- Born: January 7, 1953 (age 73) Seattle, Washington, United States
- Occupations: Actress; dancer; arts administrator; advocate;
- Years active: 1975—present

= Marilyn Tokuda =

American actress, dancer, arts administrator and advocate

Marilyn Tokuda (born January 7, 1953) is an American actress, dancer, arts administrator, and advocate, known for her significant contributions to Asian American representation in the arts and media.

==Early life and family background==

Marilyn Tokuda was born in 1953 in Seattle, Washington, the youngest of five children of George and Tamako (née Inouye), owners of the Tokuda Pharmacy, on Jackson Street. Along with her siblings, she was raised in Seattle's Central District and later in the Beacon Hill neighborhood. Her mother, Tame Tokuda, was born in 1920 in Seattle and was actively involved in the arts from a young age. Tame's early life was marked by her incarceration at the Minidoka War Relocation Center during World War II, where she met and married George Tokuda. Tokuda's oldest brother, Floyd, was born at the camp and was developmentally disabled.

Another of Tokuda's older brothers, Kip Tokuda, was a social worker and politician who served as a member of the Washington House of Representatives from the 37th district from 1995 to 2003. He was a prominent figure in public service until his death in 2013. Tokuda's sister, Wendy Tokuda, is a well-known American television journalist.

Tokuda attended Franklin High School. At an early age, through her mother's cultural activities, she became aware of East West Players ("EWP"), the first Asian American theater company in Los Angeles. While attending the University of Washington, Tokuda's dedication to Asian American theater deepened, leading her to seek mentorship from Mako, a co-founder of EWP.

==Acting career==

Having received her BA in drama from the University of Washington, Tokuda moved to Los Angeles in 1975 and began studies with the East West Players. Her early professional career was largely as a singer-dancer in nightclub revues alongside entertainers such as Connie Stevens and Mac Davis. She landed her first television appearance in 1978 in The Roller Girls as Shana 'Pipeline' Akira for four episodes.
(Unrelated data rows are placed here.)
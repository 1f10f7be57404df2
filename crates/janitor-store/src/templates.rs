//! Script template resolution.
//!
//! Templates are parameterized script bodies looked up by logical name and
//! dialect. Placeholders use `{name}` syntax and are filled by [`render`].

use std::collections::HashMap;
use std::fmt;
use std::io;
use std::path::{Path, PathBuf};

use tracing::{debug, warn};

use crate::error::StoreError;

/// Logical names of every template the janitor resolves.
#[derive(Debug, Clone, Copy, PartialEq, Eq, Hash)]
pub enum TemplateName {
    DropConstraints,
    AddConstraints,
    AddConstraintsCascadeDelete,
    CleanAll,
    CleanGeoIpLookupData,
    CleanHelperData,
    CleanFilteredOlderThan,
    CleanFilteredBounceVisits,
    CleanFilteredCustomRule,
    RemoveUnusedVisitors,
    RebuildIndex,
    RebuildIndexOnline,
    RemoveBots,
    BackupDatabase,
    DeployDefinition,
}

impl TemplateName {
    pub const ALL: [TemplateName; 15] = [
        TemplateName::DropConstraints,
        TemplateName::AddConstraints,
        TemplateName::AddConstraintsCascadeDelete,
        TemplateName::CleanAll,
        TemplateName::CleanGeoIpLookupData,
        TemplateName::CleanHelperData,
        TemplateName::CleanFilteredOlderThan,
        TemplateName::CleanFilteredBounceVisits,
        TemplateName::CleanFilteredCustomRule,
        TemplateName::RemoveUnusedVisitors,
        TemplateName::RebuildIndex,
        TemplateName::RebuildIndexOnline,
        TemplateName::RemoveBots,
        TemplateName::BackupDatabase,
        TemplateName::DeployDefinition,
    ];

    pub fn as_str(&self) -> &'static str {
        match self {
            TemplateName::DropConstraints => "drop-constraints",
            TemplateName::AddConstraints => "add-constraints",
            TemplateName::AddConstraintsCascadeDelete => "add-constraints-cascade-delete",
            TemplateName::CleanAll => "clean-all",
            TemplateName::CleanGeoIpLookupData => "clean-geoip-lookup-data",
            TemplateName::CleanHelperData => "clean-helper-data",
            TemplateName::CleanFilteredOlderThan => "clean-filtered-older-than",
            TemplateName::CleanFilteredBounceVisits => "clean-filtered-bounce-visits",
            TemplateName::CleanFilteredCustomRule => "clean-filtered-custom-rule",
            TemplateName::RemoveUnusedVisitors => "remove-unused-visitors",
            TemplateName::RebuildIndex => "rebuild-index",
            TemplateName::RebuildIndexOnline => "rebuild-index-online",
            TemplateName::RemoveBots => "remove-bots",
            TemplateName::BackupDatabase => "backup-database",
            TemplateName::DeployDefinition => "deploy-definition",
        }
    }
}

impl fmt::Display for TemplateName {
    fn fmt(&self, f: &mut fmt::Formatter<'_>) -> fmt::Result {
        f.write_str(self.as_str())
    }
}

/// Maps a logical template name and dialect to a script body.
pub trait TemplateResolver: Send + Sync {
    /// Returns the script body, or an empty string if no such template exists.
    fn resolve(&self, name: TemplateName, dialect: &str) -> String;
}

/// Template store backed by `<root>/<dialect>/<name>.sql` files.
#[derive(Debug, Clone)]
pub struct DirectoryTemplateResolver {
    root: PathBuf,
}

impl DirectoryTemplateResolver {
    /// Open the store at `root`. A missing root is a configuration error.
    pub fn new(root: impl Into<PathBuf>) -> Result<Self, StoreError> {
        let root = root.into();
        if !root.is_dir() {
            return Err(StoreError::TemplateRootMissing(root));
        }
        Ok(Self { root })
    }

    pub fn root(&self) -> &Path {
        &self.root
    }

    fn path_for(&self, name: TemplateName, dialect: &str) -> PathBuf {
        self.root.join(dialect).join(format!("{}.sql", name.as_str()))
    }
}

impl TemplateResolver for DirectoryTemplateResolver {
    fn resolve(&self, name: TemplateName, dialect: &str) -> String {
        let path = self.path_for(name, dialect);
        match std::fs::read_to_string(&path) {
            Ok(body) => body,
            Err(e) if e.kind() == io::ErrorKind::NotFound => {
                debug!(template = %name, dialect, "Template not found");
                String::new()
            }
            Err(e) => {
                warn!(template = %name, path = ?path, error = %e, "Failed to read template");
                String::new()
            }
        }
    }
}

/// In-memory template store.
#[derive(Debug, Clone, Default)]
pub struct StaticTemplateResolver {
    templates: HashMap<(TemplateName, String), String>,
}

impl StaticTemplateResolver {
    pub fn new() -> Self {
        Self::default()
    }

    pub fn with(mut self, name: TemplateName, dialect: &str, body: impl Into<String>) -> Self {
        self.insert(name, dialect, body);
        self
    }

    pub fn insert(&mut self, name: TemplateName, dialect: &str, body: impl Into<String>) {
        self.templates
            .insert((name, dialect.to_string()), body.into());
    }
}

impl TemplateResolver for StaticTemplateResolver {
    fn resolve(&self, name: TemplateName, dialect: &str) -> String {
        self.templates
            .get(&(name, dialect.to_string()))
            .cloned()
            .unwrap_or_default()
    }
}

/// Substitute `{key}` placeholders. Unknown placeholders are left as they are.
///
/// The template is scanned once; substituted values are never scanned again.
pub fn render(template: &str, params: &[(&str, &str)]) -> String {
    let mut script = String::with_capacity(template.len());
    let mut rest = template;

    while let Some(open) = rest.find('{') {
        script.push_str(&rest[..open]);
        let candidate = &rest[open + 1..];
        let substitution = candidate.find('}').and_then(|close| {
            let key = &candidate[..close];
            params
                .iter()
                .find(|(k, _)| *k == key)
                .map(|(_, value)| (*value, close + 1))
        });
        match substitution {
            Some((value, consumed)) => {
                script.push_str(value);
                rest = &candidate[consumed..];
            }
            None => {
                script.push('{');
                rest = candidate;
            }
        }
    }

    script.push_str(rest);
    script
}
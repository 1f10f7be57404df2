//! Definition synchronization for the analytics janitor.
//!
//! Walks a hierarchy of definition records and pushes each one into the
//! datastore, isolating failures per node.

pub mod error;
pub mod hierarchy;
pub mod push;
pub mod sync;

pub use error::SyncError;
pub use hierarchy::{DefinitionItem, DefinitionRoot, HierarchySource, JsonHierarchy, DEFINITION_ROOTS};
pub use push::{DefinitionPusher, PushError, TemplateDefinitionPusher};
pub use sync::DefinitionSynchronizer;
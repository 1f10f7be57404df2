//! The datastore capability and its Postgres implementation.
//!
//! Driver errors are classified into `DatastoreErrorKind` here and nowhere
//! else.

use std::str::FromStr;
use std::time::Duration;

use async_trait::async_trait;
use janitor_types::{DatastoreError, DatastoreErrorKind};
use sqlx::pool::PoolConnection;
use sqlx::postgres::{PgConnectOptions, PgPool, PgPoolOptions};
use sqlx::Postgres;
use tokio::sync::Mutex;
use tracing::{debug, info, warn};

use crate::error::StoreError;

/// SQLSTATE raised when `statement_timeout` cancels a query.
const QUERY_CANCELED: &str = "57014";
/// SQLSTATE raised for features the server does not support.
const FEATURE_NOT_SUPPORTED: &str = "0A000";

/// Advisory lock key held for the whole cascade window ("janitor").
const CONSTRAINT_LOCK_KEY: i64 = 0x6a61_6e69_746f_72;

/// Extra time the client waits beyond the server-side statement timeout
/// before giving up on its own.
const CLIENT_GRACE: Duration = Duration::from_secs(5);

/// Something that can execute one script and report rows affected.
#[async_trait]
pub trait Datastore: Send + Sync {
    /// Execute `script` as a single unit, bounded by `timeout`.
    async fn execute(&self, script: &str, timeout: Duration) -> Result<u64, DatastoreError>;

    /// Name of the database the connection targets.
    fn database_name(&self) -> &str;

    /// Take the lock that serializes constraint brackets across every
    /// client of the datastore, waiting until it is free.
    ///
    /// The default only suits a datastore with a single client.
    async fn acquire_constraint_lock(&self) -> Result<(), DatastoreError> {
        Ok(())
    }

    /// Release the lock taken by [`Datastore::acquire_constraint_lock`].
    async fn release_constraint_lock(&self) -> Result<(), DatastoreError> {
        Ok(())
    }
}

/// Postgres datastore backed by a sqlx connection pool.
///
/// The constraint lock is a session-level advisory lock, so the connection
/// that took it is kept out of the pool until it is released.
pub struct PgDatastore {
    pool: PgPool,
    database: String,
    lock_holder: Mutex<Option<PoolConnection<Postgres>>>,
}

impl PgDatastore {
    /// Connect to the datastore at `url`.
    ///
    /// `statement_timeout` is installed as the server-side statement timeout
    /// on every pooled connection.
    pub async fn connect(url: &str, statement_timeout: Duration) -> Result<Self, StoreError> {
        let options = PgConnectOptions::from_str(url)
            .map_err(|e| StoreError::ConnectionString(e.to_string()))?
            .options([(
                "statement_timeout",
                format!("{}ms", statement_timeout.as_millis()),
            )]);

        // Postgres falls back to the user name when no database is given.
        let database = options
            .get_database()
            .map(str::to_string)
            .unwrap_or_else(|| options.get_username().to_string());

        let pool = PgPoolOptions::new()
            .max_connections(4)
            .acquire_timeout(Duration::from_secs(30))
            .connect_with(options)
            .await?;

        info!(database = %database, "Connected to datastore");
        Ok(Self {
            pool,
            database,
            lock_holder: Mutex::new(None),
        })
    }
}

#[async_trait]
impl Datastore for PgDatastore {
    async fn execute(&self, script: &str, timeout: Duration) -> Result<u64, DatastoreError> {
        debug!(script_len = script.len(), "Executing script");
        let work = sqlx::raw_sql(script).execute(&self.pool);
        match tokio::time::timeout(timeout + CLIENT_GRACE, work).await {
            Ok(Ok(result)) => Ok(result.rows_affected()),
            Ok(Err(err)) => Err(classify_driver_error(err)),
            Err(_) => Err(DatastoreError::timeout(format!(
                "Timeout expired after {}s",
                timeout.as_secs()
            ))),
        }
    }

    fn database_name(&self) -> &str {
        &self.database
    }

    async fn acquire_constraint_lock(&self) -> Result<(), DatastoreError> {
        let mut holder = self.lock_holder.lock().await;
        if holder.is_some() {
            return Err(DatastoreError::generic(
                "constraint lock is already held by this client",
            ));
        }

        let mut conn = self.pool.acquire().await.map_err(classify_driver_error)?;
        sqlx::query("SELECT pg_advisory_lock($1)")
            .bind(CONSTRAINT_LOCK_KEY)
            .execute(conn.as_mut())
            .await
            .map_err(classify_driver_error)?;

        debug!(key = CONSTRAINT_LOCK_KEY, "Constraint lock acquired");
        *holder = Some(conn);
        Ok(())
    }

    async fn release_constraint_lock(&self) -> Result<(), DatastoreError> {
        let Some(mut conn) = self.lock_holder.lock().await.take() else {
            return Ok(());
        };

        let unlocked = sqlx::query("SELECT pg_advisory_unlock($1)")
            .bind(CONSTRAINT_LOCK_KEY)
            .execute(conn.as_mut())
            .await;
        match unlocked {
            Ok(_) => {
                debug!(key = CONSTRAINT_LOCK_KEY, "Constraint lock released");
                Ok(())
            }
            Err(err) => {
                // Ending the session frees every advisory lock it holds.
                if let Err(close_err) = conn.close().await {
                    warn!(error = %close_err, "Failed to close constraint lock session");
                }
                Err(classify_driver_error(err))
            }
        }
    }
}

/// Classify a sqlx error: SQLSTATE first, message content second.
pub(crate) fn classify_driver_error(err: sqlx::Error) -> DatastoreError {
    if let sqlx::Error::Database(db) = &err {
        match db.code().as_deref() {
            Some(QUERY_CANCELED) => return DatastoreError::timeout(db.message()),
            Some(FEATURE_NOT_SUPPORTED) => {
                return DatastoreError::new(
                    DatastoreErrorKind::RestrictedFeature(db.message().to_string()),
                    db.message(),
                );
            }
            _ => {}
        }
    }
    DatastoreError::classify(err.to_string())
}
She went on to establish herself in both television and film, with a range of small roles in series such as Hill Street Blues, T J Hooker, Magnum, P.I. and Airwolf.

An early highlight of her film career was her role in the 1980 musical fantasy film Xanadu. In this cult classic, Tokuda played one of the immortal Muses from Greek myth. She was the eighth muse to emerge from the mural during the films opening "I'm Alive" sequence, and later appeared in the closing musical finale, alongside Olivia Newton-John and Gene Kelly.

Throughout the 1980s and 1990s, Tokuda continued to build a diverse filmography. She appeared in comedies like All Night Long (1981) alongside Gene Hackman, My Tutor (1983) as an aerobics instructor, and All of Me (1984) starring Steve Martin. In 1989, she had a series of notable roles in films such as The Jitters, Farewell to the King alongside Nick Nolte and the action film Cage with Lou Ferrigno.

In the 1990s Tokuda's television appearances include guest roles on popular series like Frasier (1993) as Cecilia, Friends (1994) and JAG (1995) as Dr. Oh. In 1997, she played Donna Wing in Alien Nation: The Udara Legacy.

In the 2000s and beyond, Tokuda continued to take on a variety of roles. Notably, she appeared in five episodes of Grey's Anatomy, portraying Grandma Peg. Her voice work includes characters in the animated film Alpha and Omega (2010). Additionally, Tokuda appeared in documentaries such as Mr. Yunioshi: An Asian Perspective (2009) and Going Back to Xanadu (2008), where she reflected on her role in Xanadu.

As a director, Tokuda has helmed several benefit performances and showcases, including The Aloha Concert, Hero, Very Funny People, and EWP's holiday show The Nisei Widows Club: Holiday On Thin Ice. She has also directed scenes for ABC Television's Diversity Showcases, contributing to the promotion of diverse talent in the industry.

==Advocacy and arts administration==

In addition to her acting career, Tokuda has made significant contributions to the Asian American arts community through her work with East West Players. In 2002, she became EWP's first Arts Education Director, where she oversaw educational programming and advocated for increased visibility of Asian Americans in the media. Her leadership in this role was instrumental in nurturing emerging talent and promoting diversity in the arts. Tokuda retired from the position in 2016.

Tokuda is also a founding member of Cold Tofu, the first Asian American comedy group, where she served as artistic director for six years. She works with Oku & Associates, providing diversity training for Fortune 500 companies, and represents EWP on the Asian Pacific American Media Coalition (APAMC). In 2012, she and Guy Aoki became co-chairs of APAMC, where they work with television networks to evaluate and improve the representation of Asian Pacific Americans in the media.

==Personal life==
Tokuda married the actor and editor, Daniel Perrett, in 1981 in Washington.